Rescue dog Wilson still searching in the Amazon

Henry

Great aunt Lesly and her younger brothers and baby sister are doing much better after they survived a plane crash and wandered for 40 days in the Amazon rainforest in Colombia.

Lesly Bonbaire, Soleiny Mucutuy, Tien Noriel Mucutuy and little Cristin Mucutuy – aged 13, nine, five and one respectively – are showing “satisfactory” progress after they were found hungry and dehydrated in the rainforest last Friday. “They color in and draw. They like to chat,” says a welfare worker.

However, the Colombian search and rescue teams’ search is far from over.

The search is still on for Wilson, a search and rescue dog who kept the children company during their ordeal in the Amazon.

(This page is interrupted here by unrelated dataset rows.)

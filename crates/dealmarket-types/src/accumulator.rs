use std::fmt;
use thiserror::Error;

/// Collects failure messages so that a sequence of checks can run to the
/// end before reporting. Conformance tests use this to report every broken
/// invariant of a state at once.
#[derive(Debug, Clone, Default)]
pub struct ErrAccumulator {
    errs: Vec<String>,
}

/// All messages gathered by an [`ErrAccumulator`], in insertion order
#[derive(Debug, Clone, PartialEq, Eq, Error)]
#[error("{}", .0.join(";\n"))]
pub struct AccumulatedErrors(pub Vec<String>);

impl ErrAccumulator {
    pub fn new() -> Self {
        Self::default()
    }

    pub fn add(&mut self, err: impl fmt::Display) {
        self.errs.push(err.to_string());
    }

    /// Record `msg` if `predicate` is false
    pub fn require(&mut self, predicate: bool, msg: impl fmt::Display) {
        if !predicate {
            self.add(msg);
        }
    }

    pub fn is_empty(&self) -> bool {
        self.errs.is_empty()
    }

    pub fn len(&self) -> usize {
        self.errs.len()
    }

    pub fn messages(&self) -> &[String] {
        &self.errs
    }

    /// `Ok` when nothing was recorded
    pub fn as_result(&self) -> Result<(), AccumulatedErrors> {
        if self.errs.is_empty() {
            return Ok(());
        }
        Err(AccumulatedErrors(self.errs.clone()))
    }
}
use dealmarket_types::{token_str, total_supply, ChainEpoch, TokenAmount, EPOCHS_IN_DAY};
use num_traits::Signed;
use serde::{Deserialize, Serialize};

use crate::error::{PolicyError, Result};

/// Market policy parameters.
///
/// The defaults are the reference policy; changing any of them changes
/// consensus results.
#[derive(Debug, Clone, PartialEq, Eq, Serialize, Deserialize)]
pub struct PolicyConfig {
    pub epochs_in_day: ChainEpoch,
    pub min_deal_duration_days: ChainEpoch,
    pub max_deal_duration_days: ChainEpoch,
    /// Share of circulating supply providers lock as collateral
    pub provider_collateral_percent_num: u64,
    pub provider_collateral_percent_denom: u64,
    pub quality_base_multiplier: u64,
    pub deal_weight_multiplier: u64,
    pub verified_deal_weight_multiplier: u64,
    /// Fixed-point shift used for quality scaling
    pub sector_quality_precision: u32,
    /// Upper bound for every token amount (atto-units)
    #[serde(with = "token_str")]
    pub total_supply: TokenAmount,
}

impl Default for PolicyConfig {
    fn default() -> Self {
        PolicyConfig {
            epochs_in_day: EPOCHS_IN_DAY,
            min_deal_duration_days: 180,
            max_deal_duration_days: 366,
            provider_collateral_percent_num: 5,
            provider_collateral_percent_denom: 100,
            quality_base_multiplier: 10,
            deal_weight_multiplier: 10,
            verified_deal_weight_multiplier: 100,
            sector_quality_precision: 20,
            total_supply: total_supply(),
        }
    }
}

impl PolicyConfig {
    /// Parse and validate a JSON config
    pub fn from_json(json: &str) -> Result<Self> {
        let config: PolicyConfig = serde_json::from_str(json)?;
        config.validate()?;
        Ok(config)
    }

    pub fn to_json(&self) -> Result<String> {
        Ok(serde_json::to_string_pretty(self)?)
    }

    pub fn validate(&self) -> Result<()> {
        if self.epochs_in_day <= 0 {
            return Err(PolicyError::InvalidConfig(format!(
                "epochs_in_day must be positive, got {}",
                self.epochs_in_day
            )));
        }
        if self.min_deal_duration_days < 0
            || self.min_deal_duration_days > self.max_deal_duration_days
        {
            return Err(PolicyError::InvalidConfig(format!(
                "deal duration days out of order: {}..{}",
                self.min_deal_duration_days, self.max_deal_duration_days
            )));
        }
        // Both duration bounds must fit an epoch.
        if self
            .max_deal_duration_days
            .checked_mul(self.epochs_in_day)
            .is_none()
        {
            return Err(PolicyError::InvalidConfig(
                "max deal duration overflows epochs".to_string(),
            ));
        }
        if self.provider_collateral_percent_denom == 0 {
            return Err(PolicyError::InvalidConfig(
                "provider_collateral_percent_denom must be non-zero".to_string(),
            ));
        }
        // Keeps the minimum provider collateral within the supply ceiling.
        if self.provider_collateral_percent_num > self.provider_collateral_percent_denom {
            return Err(PolicyError::InvalidConfig(format!(
                "provider collateral share {}/{} exceeds one",
                self.provider_collateral_percent_num, self.provider_collateral_percent_denom
            )));
        }
        if self.quality_base_multiplier == 0 {
            return Err(PolicyError::InvalidConfig(
                "quality_base_multiplier must be non-zero".to_string(),
            ));
        }
        if self.sector_quality_precision > 64 {
            return Err(PolicyError::InvalidConfig(format!(
                "sector_quality_precision {} exceeds 64",
                self.sector_quality_precision
            )));
        }
        if self.total_supply.atto().is_negative() {
            return Err(PolicyError::InvalidConfig(
                "total_supply must be non-negative".to_string(),
            ));
        }
        Ok(())
    }
}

Wilson, a Belgian shepherd dog, went missing on May 18 while he and nine other Belgian shepherd dogs were searching for the children with 150 army soldiers.

The children’s grandfather, Narciso Mucutuy, says that Wilson became his grandchildren’s “faithful friend” after he tracked them down in the dense rainforest, reports CNN.

The children “spent three or four days with Wilson and said they found him quite thin,” says Colombian military spokesman Pedro Arnulfo Sánchez Suárez.

The Colombian military’s top priority now is to track down Wilson.

“We have a saying that goes: ‘We never leave anyone behind’. Besides the four children, we will not leave Wilson behind either. But we are also aware of how difficult it is to find him in the depths of a hostile yet blessed jungle,” says Suárez.

RNews previously reported that Magdalena Mucutuy, the children’s mother, lived for four days after the plane crash on 1 May before finally succumbing to her injuries.

The young children initially watched over their injured mother before Mucutuy told them to leave her behind and go find help. Mucutuy was a native leader.

During their ordeal, the children ate seeds, fruits, roots and plants that they could identify as edible thanks to their upbringing in the Amazon region.

According to information, the older children are currently being treated for fever in a hospital in Bogota, while the five-year-old Tien Noriel is being monitored for a possible reaction to something he ate.

This boy was too weak to walk when he and his siblings were found in the rainforest.

Their baby sister, Cristin (1), has since been treated in the intensive care unit of the hospital due to her young age.

The children are expected to remain in the hospital for another two to three weeks.